* Exercise
The lines to copy are those holding the string "struct" in the entries below.

#####

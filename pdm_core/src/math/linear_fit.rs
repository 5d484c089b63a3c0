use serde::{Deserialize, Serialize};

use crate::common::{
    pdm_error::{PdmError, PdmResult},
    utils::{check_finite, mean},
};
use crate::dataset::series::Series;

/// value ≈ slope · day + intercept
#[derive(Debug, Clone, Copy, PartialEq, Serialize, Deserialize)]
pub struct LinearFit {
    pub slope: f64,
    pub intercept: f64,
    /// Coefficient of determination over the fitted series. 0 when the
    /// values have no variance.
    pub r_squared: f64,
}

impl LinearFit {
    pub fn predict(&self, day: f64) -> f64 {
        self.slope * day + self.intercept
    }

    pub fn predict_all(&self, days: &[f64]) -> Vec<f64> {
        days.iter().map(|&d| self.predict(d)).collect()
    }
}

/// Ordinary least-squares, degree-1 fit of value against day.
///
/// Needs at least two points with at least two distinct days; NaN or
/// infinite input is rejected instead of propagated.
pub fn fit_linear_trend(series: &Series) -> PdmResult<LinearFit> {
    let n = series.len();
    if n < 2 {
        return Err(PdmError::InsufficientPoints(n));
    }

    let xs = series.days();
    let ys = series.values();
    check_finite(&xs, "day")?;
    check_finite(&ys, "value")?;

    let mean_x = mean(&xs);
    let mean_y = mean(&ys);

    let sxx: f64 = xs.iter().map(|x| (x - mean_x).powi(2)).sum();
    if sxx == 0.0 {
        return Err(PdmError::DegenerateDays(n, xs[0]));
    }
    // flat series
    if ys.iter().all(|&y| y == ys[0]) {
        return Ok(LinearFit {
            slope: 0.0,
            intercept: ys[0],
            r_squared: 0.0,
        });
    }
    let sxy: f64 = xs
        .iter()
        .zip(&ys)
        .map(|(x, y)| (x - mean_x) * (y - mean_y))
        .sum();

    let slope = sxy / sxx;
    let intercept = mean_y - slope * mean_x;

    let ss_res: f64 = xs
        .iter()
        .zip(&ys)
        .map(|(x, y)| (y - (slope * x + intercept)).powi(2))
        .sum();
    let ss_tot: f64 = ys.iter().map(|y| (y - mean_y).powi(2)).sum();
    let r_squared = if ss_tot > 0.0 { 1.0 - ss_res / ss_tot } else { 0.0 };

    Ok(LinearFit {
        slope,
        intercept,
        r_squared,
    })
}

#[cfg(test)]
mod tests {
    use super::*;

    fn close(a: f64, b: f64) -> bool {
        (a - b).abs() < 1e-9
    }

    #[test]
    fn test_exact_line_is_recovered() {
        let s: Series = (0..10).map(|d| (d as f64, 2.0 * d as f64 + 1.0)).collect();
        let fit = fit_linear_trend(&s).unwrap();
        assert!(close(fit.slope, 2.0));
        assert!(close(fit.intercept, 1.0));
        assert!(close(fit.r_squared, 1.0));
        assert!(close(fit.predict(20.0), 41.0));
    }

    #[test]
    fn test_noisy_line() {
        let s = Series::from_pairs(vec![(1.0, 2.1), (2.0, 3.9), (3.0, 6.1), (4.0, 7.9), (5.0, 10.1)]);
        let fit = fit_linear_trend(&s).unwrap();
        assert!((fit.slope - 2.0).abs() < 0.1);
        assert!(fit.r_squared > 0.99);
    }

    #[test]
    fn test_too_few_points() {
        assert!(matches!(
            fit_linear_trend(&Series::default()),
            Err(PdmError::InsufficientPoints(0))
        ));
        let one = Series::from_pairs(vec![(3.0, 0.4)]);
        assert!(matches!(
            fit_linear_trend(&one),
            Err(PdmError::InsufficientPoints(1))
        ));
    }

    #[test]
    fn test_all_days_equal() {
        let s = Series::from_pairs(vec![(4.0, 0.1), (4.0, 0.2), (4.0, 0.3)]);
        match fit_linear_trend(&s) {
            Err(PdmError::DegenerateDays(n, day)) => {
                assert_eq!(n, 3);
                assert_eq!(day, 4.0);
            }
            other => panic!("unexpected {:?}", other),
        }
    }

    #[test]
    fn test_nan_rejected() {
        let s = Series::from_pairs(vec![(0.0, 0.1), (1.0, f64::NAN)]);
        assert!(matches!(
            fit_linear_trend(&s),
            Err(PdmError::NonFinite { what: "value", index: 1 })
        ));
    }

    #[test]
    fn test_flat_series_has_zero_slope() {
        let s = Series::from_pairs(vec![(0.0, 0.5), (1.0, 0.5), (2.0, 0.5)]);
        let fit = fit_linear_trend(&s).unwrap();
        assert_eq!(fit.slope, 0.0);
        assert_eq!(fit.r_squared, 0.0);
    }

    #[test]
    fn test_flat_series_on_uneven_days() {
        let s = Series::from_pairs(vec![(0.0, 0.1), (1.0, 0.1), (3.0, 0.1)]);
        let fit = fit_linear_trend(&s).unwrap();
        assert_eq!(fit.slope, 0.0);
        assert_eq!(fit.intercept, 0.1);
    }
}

#####

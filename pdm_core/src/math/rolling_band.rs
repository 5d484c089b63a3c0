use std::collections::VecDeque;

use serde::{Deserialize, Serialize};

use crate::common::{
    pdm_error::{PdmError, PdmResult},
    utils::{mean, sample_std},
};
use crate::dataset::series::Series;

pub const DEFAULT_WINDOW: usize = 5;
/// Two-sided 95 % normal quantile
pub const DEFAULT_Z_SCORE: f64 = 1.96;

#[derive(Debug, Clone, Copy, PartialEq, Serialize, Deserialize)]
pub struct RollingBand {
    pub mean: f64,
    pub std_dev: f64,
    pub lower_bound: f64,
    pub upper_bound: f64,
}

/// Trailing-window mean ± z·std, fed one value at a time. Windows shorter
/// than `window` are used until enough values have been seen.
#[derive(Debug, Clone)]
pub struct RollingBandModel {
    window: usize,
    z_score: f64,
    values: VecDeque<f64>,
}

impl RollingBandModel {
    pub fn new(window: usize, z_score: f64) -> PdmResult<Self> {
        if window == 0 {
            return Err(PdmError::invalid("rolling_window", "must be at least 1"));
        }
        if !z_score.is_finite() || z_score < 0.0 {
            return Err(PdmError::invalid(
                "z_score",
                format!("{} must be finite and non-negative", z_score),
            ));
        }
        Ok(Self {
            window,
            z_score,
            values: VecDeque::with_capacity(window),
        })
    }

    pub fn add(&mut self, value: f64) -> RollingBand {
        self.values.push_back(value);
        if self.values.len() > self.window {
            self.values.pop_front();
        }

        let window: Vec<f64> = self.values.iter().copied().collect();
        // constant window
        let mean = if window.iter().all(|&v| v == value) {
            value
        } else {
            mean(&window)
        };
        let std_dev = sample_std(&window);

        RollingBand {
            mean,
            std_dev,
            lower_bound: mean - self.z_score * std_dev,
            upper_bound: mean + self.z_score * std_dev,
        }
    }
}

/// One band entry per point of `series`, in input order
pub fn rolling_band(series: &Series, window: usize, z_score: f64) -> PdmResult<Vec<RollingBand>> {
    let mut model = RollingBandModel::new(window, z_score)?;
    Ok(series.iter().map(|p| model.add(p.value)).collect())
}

#####

* Task result
pub struct LinearFit {
pub struct RollingBand {
pub struct RollingBandModel {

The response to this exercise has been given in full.